> _Exercise description_: Because the material must be preserved as it stands, copy every line exactly.

> _Working data_:

■ ■ ■ ■

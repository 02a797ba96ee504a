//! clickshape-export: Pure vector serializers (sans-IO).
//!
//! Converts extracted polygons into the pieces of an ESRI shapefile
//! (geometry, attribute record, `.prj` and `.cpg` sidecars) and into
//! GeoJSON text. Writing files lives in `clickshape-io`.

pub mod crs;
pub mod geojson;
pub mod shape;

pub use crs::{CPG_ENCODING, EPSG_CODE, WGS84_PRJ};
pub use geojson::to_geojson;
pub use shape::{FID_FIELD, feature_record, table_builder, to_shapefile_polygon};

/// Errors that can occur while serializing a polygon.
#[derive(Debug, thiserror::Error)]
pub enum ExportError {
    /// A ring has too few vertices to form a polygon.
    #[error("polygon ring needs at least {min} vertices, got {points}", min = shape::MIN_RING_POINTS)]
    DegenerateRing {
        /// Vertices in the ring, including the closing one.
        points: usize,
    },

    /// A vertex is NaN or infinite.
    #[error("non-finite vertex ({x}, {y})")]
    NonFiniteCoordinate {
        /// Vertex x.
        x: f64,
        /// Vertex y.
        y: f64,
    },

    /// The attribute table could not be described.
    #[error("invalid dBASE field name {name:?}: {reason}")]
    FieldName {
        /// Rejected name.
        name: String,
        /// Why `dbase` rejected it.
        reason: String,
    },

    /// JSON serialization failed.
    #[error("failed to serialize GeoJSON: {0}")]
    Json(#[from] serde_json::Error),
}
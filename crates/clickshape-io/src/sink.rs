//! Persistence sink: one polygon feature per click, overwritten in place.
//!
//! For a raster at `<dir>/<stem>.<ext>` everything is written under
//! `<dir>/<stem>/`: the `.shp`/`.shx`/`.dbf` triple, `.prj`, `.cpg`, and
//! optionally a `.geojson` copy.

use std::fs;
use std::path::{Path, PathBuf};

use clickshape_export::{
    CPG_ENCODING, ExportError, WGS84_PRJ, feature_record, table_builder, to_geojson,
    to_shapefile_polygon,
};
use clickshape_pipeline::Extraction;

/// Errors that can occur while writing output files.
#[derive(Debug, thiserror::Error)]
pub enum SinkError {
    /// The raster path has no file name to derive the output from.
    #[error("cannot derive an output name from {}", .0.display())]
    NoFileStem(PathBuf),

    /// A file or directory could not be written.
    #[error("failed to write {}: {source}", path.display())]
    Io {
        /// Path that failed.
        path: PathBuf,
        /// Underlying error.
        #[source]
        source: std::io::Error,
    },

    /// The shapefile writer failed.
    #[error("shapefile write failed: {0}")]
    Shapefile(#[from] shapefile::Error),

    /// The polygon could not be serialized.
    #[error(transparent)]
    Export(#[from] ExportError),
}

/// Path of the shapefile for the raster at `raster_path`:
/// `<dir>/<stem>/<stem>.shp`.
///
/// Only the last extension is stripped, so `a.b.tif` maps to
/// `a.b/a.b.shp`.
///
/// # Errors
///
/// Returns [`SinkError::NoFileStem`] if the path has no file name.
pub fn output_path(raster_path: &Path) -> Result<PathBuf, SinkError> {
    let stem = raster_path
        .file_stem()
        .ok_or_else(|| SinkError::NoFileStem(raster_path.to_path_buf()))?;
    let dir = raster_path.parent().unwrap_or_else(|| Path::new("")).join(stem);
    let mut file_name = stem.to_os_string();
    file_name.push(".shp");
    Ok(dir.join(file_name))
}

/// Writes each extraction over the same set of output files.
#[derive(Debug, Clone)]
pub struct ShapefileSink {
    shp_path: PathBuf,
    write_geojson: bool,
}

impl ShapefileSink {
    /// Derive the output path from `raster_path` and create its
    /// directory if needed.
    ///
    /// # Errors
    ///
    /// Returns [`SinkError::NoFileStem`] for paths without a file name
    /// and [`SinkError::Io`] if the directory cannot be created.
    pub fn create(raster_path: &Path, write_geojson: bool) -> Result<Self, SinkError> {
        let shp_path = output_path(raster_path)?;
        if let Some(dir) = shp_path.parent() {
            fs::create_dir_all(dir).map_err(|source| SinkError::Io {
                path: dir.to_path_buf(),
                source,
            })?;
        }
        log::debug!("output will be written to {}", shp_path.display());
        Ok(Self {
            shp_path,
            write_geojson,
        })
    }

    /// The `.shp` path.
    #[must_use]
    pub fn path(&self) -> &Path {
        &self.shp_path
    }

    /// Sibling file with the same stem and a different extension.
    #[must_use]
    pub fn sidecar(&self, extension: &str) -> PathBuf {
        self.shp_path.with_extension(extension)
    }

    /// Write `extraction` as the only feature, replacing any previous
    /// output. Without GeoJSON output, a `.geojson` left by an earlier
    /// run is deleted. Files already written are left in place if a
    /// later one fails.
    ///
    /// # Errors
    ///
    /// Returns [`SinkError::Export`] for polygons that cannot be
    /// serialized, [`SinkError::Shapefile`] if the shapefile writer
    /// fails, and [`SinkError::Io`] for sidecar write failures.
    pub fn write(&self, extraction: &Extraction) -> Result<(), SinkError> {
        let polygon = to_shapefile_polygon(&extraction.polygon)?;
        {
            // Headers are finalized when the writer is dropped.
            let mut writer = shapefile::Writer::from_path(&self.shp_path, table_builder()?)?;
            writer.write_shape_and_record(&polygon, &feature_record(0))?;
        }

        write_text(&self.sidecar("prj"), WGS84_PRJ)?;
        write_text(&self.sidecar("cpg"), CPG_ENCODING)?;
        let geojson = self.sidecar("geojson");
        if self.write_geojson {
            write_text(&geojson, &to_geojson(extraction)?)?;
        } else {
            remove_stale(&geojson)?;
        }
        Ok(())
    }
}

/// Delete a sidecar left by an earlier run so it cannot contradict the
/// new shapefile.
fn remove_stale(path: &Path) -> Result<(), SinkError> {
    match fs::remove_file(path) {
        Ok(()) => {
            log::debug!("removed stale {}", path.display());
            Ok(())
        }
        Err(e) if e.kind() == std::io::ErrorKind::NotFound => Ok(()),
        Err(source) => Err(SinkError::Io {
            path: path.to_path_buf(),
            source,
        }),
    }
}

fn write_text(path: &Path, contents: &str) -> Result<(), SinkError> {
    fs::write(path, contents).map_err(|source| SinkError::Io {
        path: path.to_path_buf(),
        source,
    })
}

■ ■ ■ ■

> _Response to this exercise_:
repository 02a797ba96ee504a
//! clickshape-export: Pure vector serializers (sans-IO).
//!
//! Converts extracted polygons into the pieces of an ESRI shapefile
//! (geometry, attribute record, `.prj` and `.cpg` sidecars) and into
//! GeoJSON text. Writing files lives in `clickshape-io`.

pub mod crs;
pub mod geojson;
pub mod shape;

pub use crs::{CPG_ENCODING, EPSG_CODE, WGS84_PRJ};
pub use geojson::to_geojson;
pub use shape::{FID_FIELD, feature_record, table_builder, to_shapefile_polygon};

/// Errors that can occur while serializing a polygon.
#[derive(Debug, thiserror::Error)]
pub enum ExportError {
    /// A ring has too few vertices to form a polygon.
    #[error("polygon ring needs at least {min} vertices, got {points}", min = shape::MIN_RING_POINTS)]
    DegenerateRing {
        /// Vertices in the ring, including the closing one.
        points: usize,
    },

    /// A vertex is NaN or infinite.
    #[error("non-finite vertex ({x}, {y})")]
    NonFiniteCoordinate {
        /// Vertex x.
        x: f64,
        /// Vertex y.
        y: f64,
    },

    /// The attribute table could not be described.
    #[error("invalid dBASE field name {name:?}: {reason}")]
    FieldName {
        /// Rejected name.
        name: String,
        /// Why `dbase` rejected it.
        reason: String,
    },

    /// JSON serialization failed.
    #[error("failed to serialize GeoJSON: {0}")]
    Json(#[from] serde_json::Error),
}
filename crates/clickshape-io/src/sink.rs
//! Persistence sink: one polygon feature per click, overwritten in place.
//!
//! For a raster at `<dir>/<stem>.<ext>` everything is written under
//! `<dir>/<stem>/`: the `.shp`/`.shx`/`.dbf` triple, `.prj`, `.cpg`, and
//! optionally a `.geojson` copy.

use std::fs;
use std::path::{Path, PathBuf};

use clickshape_export::{
    CPG_ENCODING, ExportError, WGS84_PRJ, feature_record, table_builder, to_geojson,
    to_shapefile_polygon,
};
use clickshape_pipeline::Extraction;

/// Errors that can occur while writing output files.
#[derive(Debug, thiserror::Error)]
pub enum SinkError {
    /// The raster path has no file name to derive the output from.
    #[error("cannot derive an output name from {}", .0.display())]
    NoFileStem(PathBuf),

    /// A file or directory could not be written.
    #[error("failed to write {}: {source}", path.display())]
    Io {
        /// Path that failed.
        path: PathBuf,
        /// Underlying error.
        #[source]
        source: std::io::Error,
    },

    /// The shapefile writer failed.
    #[error("shapefile write failed: {0}")]
    Shapefile(#[from] shapefile::Error),

    /// The polygon could not be serialized.
    #[error(transparent)]
    Export(#[from] ExportError),
}

/// Path of the shapefile for the raster at `raster_path`:
/// `<dir>/<stem>/<stem>.shp`.
///
/// Only the last extension is stripped, so `a.b.tif` maps to
/// `a.b/a.b.shp`.
///
/// # Errors
///
/// Returns [`SinkError::NoFileStem`] if the path has no file name.
pub fn output_path(raster_path: &Path) -> Result<PathBuf, SinkError> {
    let stem = raster_path
        .file_stem()
        .ok_or_else(|| SinkError::NoFileStem(raster_path.to_path_buf()))?;
    let dir = raster_path.parent().unwrap_or_else(|| Path::new("")).join(stem);
    let mut file_name = stem.to_os_string();
    file_name.push(".shp");
    Ok(dir.join(file_name))
}

/// Writes each extraction over the same set of output files.
#[derive(Debug, Clone)]
pub struct ShapefileSink {
    shp_path: PathBuf,
    write_geojson: bool,
}

impl ShapefileSink {
    /// Derive the output path from `raster_path` and create its
    /// directory if needed.
    ///
    /// # Errors
    ///
    /// Returns [`SinkError::NoFileStem`] for paths without a file name
    /// and [`SinkError::Io`] if the directory cannot be created.
    pub fn create(raster_path: &Path, write_geojson: bool) -> Result<Self, SinkError> {
        let shp_path = output_path(raster_path)?;
        if let Some(dir) = shp_path.parent() {
            fs::create_dir_all(dir).map_err(|source| SinkError::Io {
                path: dir.to_path_buf(),
                source,
            })?;
        }
        log::debug!("output will be written to {}", shp_path.display());
        Ok(Self {
            shp_path,
            write_geojson,
        })
    }

    /// The `.shp` path.
    #[must_use]
    pub fn path(&self) -> &Path {
        &self.shp_path
    }

    /// Sibling file with the same stem and a different extension.
    #[must_use]
    pub fn sidecar(&self, extension: &str) -> PathBuf {
        self.shp_path.with_extension(extension)
    }

    /// Write `extraction` as the only feature, replacing any previous
    /// output. Without GeoJSON output, a `.geojson` left by an earlier
    /// run is deleted. Files already written are left in place if a
    /// later one fails.
    ///
    /// # Errors
    ///
    /// Returns [`SinkError::Export`] for polygons that cannot be
    /// serialized, [`SinkError::Shapefile`] if the shapefile writer
    /// fails, and [`SinkError::Io`] for sidecar write failures.
    pub fn write(&self, extraction: &Extraction) -> Result<(), SinkError> {
        let polygon = to_shapefile_polygon(&extraction.polygon)?;
        {
            // Headers are finalized when the writer is dropped.
            let mut writer = shapefile::Writer::from_path(&self.shp_path, table_builder()?)?;
            writer.write_shape_and_record(&polygon, &feature_record(0))?;
        }

        write_text(&self.sidecar("prj"), WGS84_PRJ)?;
        write_text(&self.sidecar("cpg"), CPG_ENCODING)?;
        let geojson = self.sidecar("geojson");
        if self.write_geojson {
            write_text(&geojson, &to_geojson(extraction)?)?;
        } else {
            remove_stale(&geojson)?;
        }
        Ok(())
    }
}

/// Delete a sidecar left by an earlier run so it cannot contradict the
/// new shapefile.
fn remove_stale(path: &Path) -> Result<(), SinkError> {
    match fs::remove_file(path) {
        Ok(()) => {
            log::debug!("removed stale {}", path.display());
            Ok(())
        }
        Err(e) if e.kind() == std::io::ErrorKind::NotFound => Ok(()),
        Err(source) => Err(SinkError::Io {
            path: path.to_path_buf(),
            source,
        }),
    }
}

fn write_text(path: &Path, contents: &str) -> Result<(), SinkError> {
    fs::write(path, contents).map_err(|source| SinkError::Io {
        path: path.to_path_buf(),
        source,
    })
}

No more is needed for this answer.